- **Provided data**
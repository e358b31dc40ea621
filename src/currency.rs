//! Currency → EUR conversion table.
//!
//! Rates follow the `localAmount × rate = EUR` convention. The table is seeded
//! from external configuration and then overridden by any rate literally
//! declared in a country header, so a specification can ship self-contained
//! fixtures without a rate file.

use std::collections::HashMap;

use thiserror::Error;

use crate::model::normalize_currency;

#[derive(Error, Debug, Clone, PartialEq)]
pub enum CurrencyError {
    #[error("Conversion rate must be positive for currency \"{0}\"")]
    NonPositiveRate(String),
    #[error("Invalid currency configuration: {0}")]
    InvalidConfig(String),
}

#[derive(Debug, Clone, Default)]
pub struct CurrencyTable {
    to_eur: HashMap<String, f64>,
}

impl CurrencyTable {
    /// Builds a table from caller-supplied conversions. `EUR → 1` is implicit.
    pub fn from_conversions(conversions: &HashMap<String, f64>) -> Result<Self, CurrencyError> {
        let mut to_eur = HashMap::with_capacity(conversions.len() + 1);
        for (code, &rate) in conversions {
            let normalized = normalize_currency(code);
            if !rate.is_finite() || rate <= 0.0 {
                return Err(CurrencyError::NonPositiveRate(normalized));
            }
            to_eur.insert(normalized, rate);
        }
        to_eur.entry("EUR".to_string()).or_insert(1.0);
        Ok(CurrencyTable { to_eur })
    }

    /// Configuration seam: a JSON object of `{"CODE": rate}` pairs.
    pub fn from_json_str(source: &str) -> Result<Self, CurrencyError> {
        let conversions: HashMap<String, f64> = serde_json::from_str(source)
            .map_err(|err| CurrencyError::InvalidConfig(err.to_string()))?;
        Self::from_conversions(&conversions)
    }

    /// Installs a rate declared in a country header, overriding the seed.
    pub fn declare(&mut self, code: &str, rate: f64) -> Result<(), CurrencyError> {
        let normalized = normalize_currency(code);
        if !rate.is_finite() || rate <= 0.0 {
            return Err(CurrencyError::NonPositiveRate(normalized));
        }
        self.to_eur.insert(normalized, rate);
        Ok(())
    }

    #[inline(always)]
    pub fn rate_to_eur(&self, normalized_code: &str) -> Option<f64> {
        self.to_eur.get(normalized_code).copied()
    }

    /// Conversion factor from one currency to another, if both resolve.
    pub fn conversion_factor(&self, from_key: &str, to_key: &str) -> Option<f64> {
        if from_key == to_key {
            return Some(1.0);
        }
        let source = self.rate_to_eur(from_key)?;
        let target = self.rate_to_eur(to_key)?;
        Some(source / target)
    }
}

#[cfg(test)]
mod tests {
    use super::*;

    #[test]
    fn test_eur_is_implicit() {
        let table = CurrencyTable::from_conversions(&HashMap::new()).unwrap();
        assert_eq!(table.rate_to_eur("EUR"), Some(1.0));
    }

    #[test]
    fn test_declared_rate_overrides_seed() {
        let mut seed = HashMap::new();
        seed.insert("DKK".to_string(), 0.12);
        let mut table = CurrencyTable::from_conversions(&seed).unwrap();
        table.declare("DKK", 0.134).unwrap();
        assert_eq!(table.rate_to_eur("DKK"), Some(0.134));
    }

    #[test]
    fn test_cross_rate_uses_ratio() {
        let mut seed = HashMap::new();
        seed.insert("USD".to_string(), 0.9);
        seed.insert("GBP".to_string(), 1.2);
        let table = CurrencyTable::from_conversions(&seed).unwrap();
        let factor = table.conversion_factor("USD", "GBP").unwrap();
        assert!((factor - 0.75).abs() < 1e-12);
    }

    #[test]
    fn test_rejects_non_positive_rate() {
        let mut seed = HashMap::new();
        seed.insert("usd".to_string(), 0.0);
        let err = CurrencyTable::from_conversions(&seed).unwrap_err();
        assert_eq!(err, CurrencyError::NonPositiveRate("USD".to_string()));
    }

    #[test]
    fn test_json_seed() {
        let table = CurrencyTable::from_json_str(r#"{ "NOK": 0.085, "eur": 1.0 }"#).unwrap();
        assert_eq!(table.rate_to_eur("NOK"), Some(0.085));
    }
}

- **Activity**
Exact copies of all the entries above should be returned.

- **Task output**
repository e358b31dc40ea621
filename src/currency.rs
//! Currency → EUR conversion table.
//!
//! Rates follow the `localAmount × rate = EUR` convention. The table is seeded
//! from external configuration and then overridden by any rate literally
//! declared in a country header, so a specification can ship self-contained
//! fixtures without a rate file.

use std::collections::HashMap;

use thiserror::Error;

use crate::model::normalize_currency;

#[derive(Error, Debug, Clone, PartialEq)]
pub enum CurrencyError {
    #[error("Conversion rate must be positive for currency \"{0}\"")]
    NonPositiveRate(String),
    #[error("Invalid currency configuration: {0}")]
    InvalidConfig(String),
}

#[derive(Debug, Clone, Default)]
pub struct CurrencyTable {
    to_eur: HashMap<String, f64>,
}

impl CurrencyTable {
    /// Builds a table from caller-supplied conversions. `EUR → 1` is implicit.
    pub fn from_conversions(conversions: &HashMap<String, f64>) -> Result<Self, CurrencyError> {
        let mut to_eur = HashMap::with_capacity(conversions.len() + 1);
        for (code, &rate) in conversions {
            let normalized = normalize_currency(code);
            if !rate.is_finite() || rate <= 0.0 {
                return Err(CurrencyError::NonPositiveRate(normalized));
            }
            to_eur.insert(normalized, rate);
        }
        to_eur.entry("EUR".to_string()).or_insert(1.0);
        Ok(CurrencyTable { to_eur })
    }

    /// Configuration seam: a JSON object of `{"CODE": rate}` pairs.
    pub fn from_json_str(source: &str) -> Result<Self, CurrencyError> {
        let conversions: HashMap<String, f64> = serde_json::from_str(source)
            .map_err(|err| CurrencyError::InvalidConfig(err.to_string()))?;
        Self::from_conversions(&conversions)
    }

    /// Installs a rate declared in a country header, overriding the seed.
    pub fn declare(&mut self, code: &str, rate: f64) -> Result<(), CurrencyError> {
        let normalized = normalize_currency(code);
        if !rate.is_finite() || rate <= 0.0 {
            return Err(CurrencyError::NonPositiveRate(normalized));
        }
        self.to_eur.insert(normalized, rate);
        Ok(())
    }

    #[inline(always)]
    pub fn rate_to_eur(&self, normalized_code: &str) -> Option<f64> {
        self.to_eur.get(normalized_code).copied()
    }

    /// Conversion factor from one currency to another, if both resolve.
    pub fn conversion_factor(&self, from_key: &str, to_key: &str) -> Option<f64> {
        if from_key == to_key {
            return Some(1.0);
        }
        let source = self.rate_to_eur(from_key)?;
        let target = self.rate_to_eur(to_key)?;
        Some(source / target)
    }
}

#[cfg(test)]
mod tests {
    use super::*;

    #[test]
    fn test_eur_is_implicit() {
        let table = CurrencyTable::from_conversions(&HashMap::new()).unwrap();
        assert_eq!(table.rate_to_eur("EUR"), Some(1.0));
    }

    #[test]
    fn test_declared_rate_overrides_seed() {
        let mut seed = HashMap::new();
        seed.insert("DKK".to_string(), 0.12);
        let mut table = CurrencyTable::from_conversions(&seed).unwrap();
        table.declare("DKK", 0.134).unwrap();
        assert_eq!(table.rate_to_eur("DKK"), Some(0.134));
    }

    #[test]
    fn test_cross_rate_uses_ratio() {
        let mut seed = HashMap::new();
        seed.insert("USD".to_string(), 0.9);
        seed.insert("GBP".to_string(), 1.2);
        let table = CurrencyTable::from_conversions(&seed).unwrap();
        let factor = table.conversion_factor("USD", "GBP").unwrap();
        assert!((factor - 0.75).abs() < 1e-12);
    }

    #[test]
    fn test_rejects_non_positive_rate() {
        let mut seed = HashMap::new();
        seed.insert("usd".to_string(), 0.0);
        let err = CurrencyTable::from_conversions(&seed).unwrap_err();
        assert_eq!(err, CurrencyError::NonPositiveRate("USD".to_string()));
    }

    #[test]
    fn test_json_seed() {
        let table = CurrencyTable::from_json_str(r#"{ "NOK": 0.085, "eur": 1.0 }"#).unwrap();
        assert_eq!(table.rate_to_eur("NOK"), Some(0.085));
    }
}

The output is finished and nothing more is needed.